Valéria, 48, que está nesta região há 11 anos e hoje é presidente da cooperativa de produtores rurais, foi criada na periferia da zona leste de São Paulo e se mudou para o Bororé assim que comprou o sítio de um antigo morador. Nunca tinha colocado as mãos na terra, mas sempre gostou de mato, como ela diz.
Naquela época, ela e Vânia Ferreira dos Santos, sua companheira, já tinham 15 cachorros. Hoje, são 50, mantidos em um lote perto do sítio, e mais uma família de outros bichos que elas foram recolhendo no bairro ou que acabaram deixados na sua porta.

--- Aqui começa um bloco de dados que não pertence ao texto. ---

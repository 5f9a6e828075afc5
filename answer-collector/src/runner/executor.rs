//! Collector: walks models × questions, skips answered pairs, dispatches the
//! rest through their provider's governor and commits every answer as soon
//! as it arrives.

use indexmap::IndexMap;
use std::collections::HashSet;
use std::sync::Arc;
use std::time::Duration;
use tokio::task::JoinSet;
use tokio::time::{sleep, timeout};
use tokio_util::sync::CancellationToken;
use tracing::{debug, error, info, warn};

use super::rate_limiter::{GovernorConfig, RateGovernor};
use super::summary::{PairOutcome, RunSummary};
use crate::config::{CollectorSettings, Config, ModelConfig};
use crate::providers::{Completion, ErrorClass, ProviderError, ProviderRegistry, SharedProvider};
use crate::questions::{Question, QuestionSet};
use crate::store::{Answer, AnswerStore, CommitOutcome, FailureLog, FailureRecord, PairKey};

/// Retry and timeout policy for each pair
#[derive(Debug, Clone)]
pub struct CollectorConfig {
    /// Attempts per pair, including the first one
    pub max_attempts: u32,
    /// First wait after a transient network error
    pub transient_backoff: Duration,
    pub transient_backoff_max: Duration,
    /// Bound on a single provider call
    pub timeout: Duration,
}

impl Default for CollectorConfig {
    fn default() -> Self {
        Self::from(&CollectorSettings::default())
    }
}

impl From<&CollectorSettings> for CollectorConfig {
    fn from(settings: &CollectorSettings) -> Self {
        Self {
            max_attempts: settings.max_attempts.max(1),
            transient_backoff: Duration::from_millis(settings.transient_backoff_ms),
            transient_backoff_max: Duration::from_millis(settings.transient_backoff_max_ms),
            timeout: Duration::from_millis(settings.timeout_ms),
        }
    }
}

/// Error types for setting up a run
#[derive(Debug, thiserror::Error)]
pub enum CollectorError {
    #[error("Model listed more than once: {0}")]
    DuplicateModel(String),

    #[error("Unknown model: {0}")]
    UnknownModel(String),
}

/// Outcome of one pair, as handed to progress callbacks
#[derive(Debug, Clone)]
pub struct PairReport {
    pub question_id: String,
    pub model_id: String,
    pub provider: String,
    pub outcome: PairOutcome,
}

/// Progress callback for tracking a run
pub trait ProgressCallback: Send + Sync {
    fn on_pair_complete(&self, report: &PairReport);
    fn on_progress(&self, completed: usize, total: usize);
}

/// Default no-op progress callback
pub struct NoOpProgress;

impl ProgressCallback for NoOpProgress {
    fn on_pair_complete(&self, _report: &PairReport) {}
    fn on_progress(&self, _completed: usize, _total: usize) {}
}

/// Logs each pair at debug level and overall progress every `every` pairs
pub struct LogProgress {
    every: usize,
}

impl LogProgress {
    pub fn new(every: usize) -> Self {
        Self {
            every: every.max(1),
        }
    }
}

impl Default for LogProgress {
    fn default() -> Self {
        Self::new(25)
    }
}

impl ProgressCallback for LogProgress {
    fn on_pair_complete(&self, report: &PairReport) {
        debug!(
            model = %report.model_id,
            question_id = %report.question_id,
            outcome = ?report.outcome,
            "Pair finished"
        );
    }

    fn on_progress(&self, completed: usize, total: usize) {
        if completed % self.every == 0 || completed == total {
            info!("Progress: {}/{} pairs finished", completed, total);
        }
    }
}

struct ProviderEntry {
    client: SharedProvider,
    governor: GovernorConfig,
}

/// One provider's state for the duration of a run
struct Lane {
    name: String,
    client: SharedProvider,
    governor: RateGovernor,
    /// Cancelled when the provider must stop (bad credentials or interruption)
    abort: CancellationToken,
}

/// Answer collection orchestrator
pub struct Collector {
    config: CollectorConfig,
    store: Arc<dyn AnswerStore>,
    failures: Option<Arc<FailureLog>>,
    providers: IndexMap<String, ProviderEntry>,
    unavailable: IndexMap<String, String>,
    progress: Arc<dyn ProgressCallback>,
}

Vânia trabalha fora do bairro, em uma escola de educação infantil, mas Valéria foi deixando sua parte urbana e se tornou lavradora. Fez cursos de agricultura orgânica e biodinâmica e, na Cooperapas - Cooperativa Agroecológica dos Produtores Rurais e de Água Limpa da Região Sul de São Paulo, lidera mais de 30 pessoas.

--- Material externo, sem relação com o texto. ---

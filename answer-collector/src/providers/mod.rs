//! LLM provider implementations

pub mod anthropic;
pub mod google;
pub mod openai;
pub mod traits;

pub use anthropic::AnthropicClient;
pub use google::GoogleClient;
pub use openai::OpenAIClient;
pub use traits::{Completion, ErrorClass, LLMProvider, ProviderError, ProviderResult};

use indexmap::IndexMap;
use std::sync::Arc;
use std::time::Duration;

use crate::config::{Config, ProviderConfig, ProviderKind};

/// Shared handle to any provider client
pub type SharedProvider = Arc<dyn LLMProvider + Send + Sync>;

/// Build one client from its configuration, reading the key from the environment
pub fn create_provider(
    name: &str,
    config: &ProviderConfig,
    timeout: Duration,
) -> ProviderResult<SharedProvider> {
    let provider: SharedProvider = match config.kind {
        ProviderKind::OpenAI => {
            let mut client = OpenAIClient::from_env(&config.api_key_env)?
                .with_name(name)
                .with_max_tokens(config.max_tokens)
                .with_timeout(timeout)?;
            if let Some(url) = &config.base_url {
                client = client.with_base_url(url);
            }
            Arc::new(client)
        }
        ProviderKind::Anthropic => {
            let mut client = AnthropicClient::from_env(&config.api_key_env)?
                .with_name(name)
                .with_max_tokens(config.max_tokens)
                .with_timeout(timeout)?;
            if let Some(url) = &config.base_url {
                client = client.with_base_url(url);
            }
            Arc::new(client)
        }
        ProviderKind::Google => {
            let mut client = GoogleClient::from_env(&config.api_key_env)?
                .with_name(name)
                .with_timeout(timeout)?;
            if let Some(url) = &config.base_url {
                client = client.with_base_url(url);
            }
            Arc::new(client)
        }
    };
    Ok(provider)
}

/// Provider clients keyed by configured provider name.
///
/// Providers that could not be built (usually a missing API key) are kept
/// with the reason, so their models can be reported instead of vanishing.
#[derive(Default)]
pub struct ProviderRegistry {
    clients: IndexMap<String, SharedProvider>,
    unavailable: IndexMap<String, String>,
}

impl ProviderRegistry {
    pub fn new() -> Self {
        Self::default()
    }

    /// Create every enabled provider in the configuration
    pub fn from_config(config: &Config) -> Self {
        let timeout = Duration::from_millis(config.collector.timeout_ms);
        let mut registry = Self::new();

        for (name, provider_config) in config.providers.iter().filter(|(_, p)| p.enabled) {
            match create_provider(name, provider_config, timeout) {
                Ok(client) => {
                    registry.clients.insert(name.clone(), client);
                }
                Err(e) => {
                    tracing::debug!(provider = %name, "Provider unavailable: {}", e);
                    registry.unavailable.insert(name.clone(), e.to_string());
                }
            }
        }

        registry
    }

    /// Register a client under its own name
    pub fn with_provider(mut self, client: SharedProvider) -> Self {
        self.insert(client);
        self
    }

    pub fn insert(&mut self, client: SharedProvider) {
        let name = client.name().to_string();
        self.unavailable.shift_remove(&name);
        self.clients.insert(name, client);
    }

    pub fn get(&self, name: &str) -> Option<&SharedProvider> {
        self.clients.get(name)
    }

    /// Why a provider could not be created, if it could not
    pub fn unavailable_reason(&self, name: &str) -> Option<&str> {
        self.unavailable.get(name).map(String::as_str)
    }
}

"A gente está descobrindo que, unidos, conseguimos muita coisa. A gente conseguiu agora um projeto para a cooperativa comprar um caminhão refrigerado. Vamos pagar 70% de R$ 200 mil a fundo perdido, e aí poder fazer as entregas em dias de calor.”
Retorno às origens
Tomi Kunikawa, 62, filha de um italiano e de uma descendente de japoneses, morou no Bororé até terminar a educação básica. Para fazer faculdade, mudou-se para o centro de São Paulo e só aos finais de semana e feriados retornava ao sítio da família.
Por conta de eventos que ocorriam na propriedade, alugada com frequência para festas e passeios, ela foi ficando cada vez mais longe da cidade, até que decidiu voltar de vez para o sítio, com a mãe, a filha e o irmão.
“Voltamos para a terra. A gente escuta uma abelha voando, o passarinho cantando, não tem quase barulho de carro. Atravessou a balsa, a gente já acha que é barulhento”, opina.
Como os eventos no sítio foram reduzidos, a família decidiu apostar no cultivo de orgânicos. Além de vender para restaurantes de São Paulo, Tomi começou a entregar cestas de produtos para vizinhos do Bororé.
O sistema, que ela chama de CSA ou Consumidor que Sustenta a Agricultura, tem como princípio eliminar intermediários no fornecimento de orgânicos para deixar o preço mais em conta e os produtos mais frescos. Por R$ 30, o cliente leva oito itens: salada, tempero e algo para cozinhar, tudo colhido poucas horas antes da venda, na entrada do bairro.
“Essa proximidade com o consumidor é muito rica. Essas cestas, a gente tenta fazer mais para a periferia. As pessoas mais simples têm direito de comer orgânicos também”, defende.
A Ilha do Bororé tem duas escolas públicas, um posto de saúde, alguns mercadinhos, bares, restaurantes e uma igrejinha centenária, de 1904, consagrada a São Sebastião. O abastecimento de água é feito por poços e o esgoto é despejado em fossas sanitárias ou in natura. Celular e internet funcionam, mas o sinal é intermitente.
Com pouca oferta local de mão de obra, é comum que propriedades rurais sejam colocadas à venda quando os donos já não podem mais trabalhar na roça. Às vezes, são transformadas em sítios de veraneio, frequentemente alugados para temporadas ou eventos de fim de semana.
A população do bairro, que é de aproximadamente 5.000 pessoas, chega a dobrar em dias de verão. Barulho, acúmulo de lixo e aumento do consumo de água e da produção de esgoto são consequências perceptíveis, segundo a Secretaria do Verde e do Meio Ambiente. Não há posto da Polícia Militar dentro do bairro nem uma base de fiscalização ambiental.
Para quem pensa que a vida longe da poluição e do congestionamento é “tranquila”, basta ficar algumas horas com Tomi ou Valéria, duas mulheres agitadas e que trabalham sem parar. Para elas, “falta tempo” tanto quanto na metrópole, mas aqui se vive em comunidade.
“Não tem infraestrutura e, onde não tem, a solidariedade é maior. Você fica mais amigo do seu vizinho, você fica mais humano”, diz Valéria.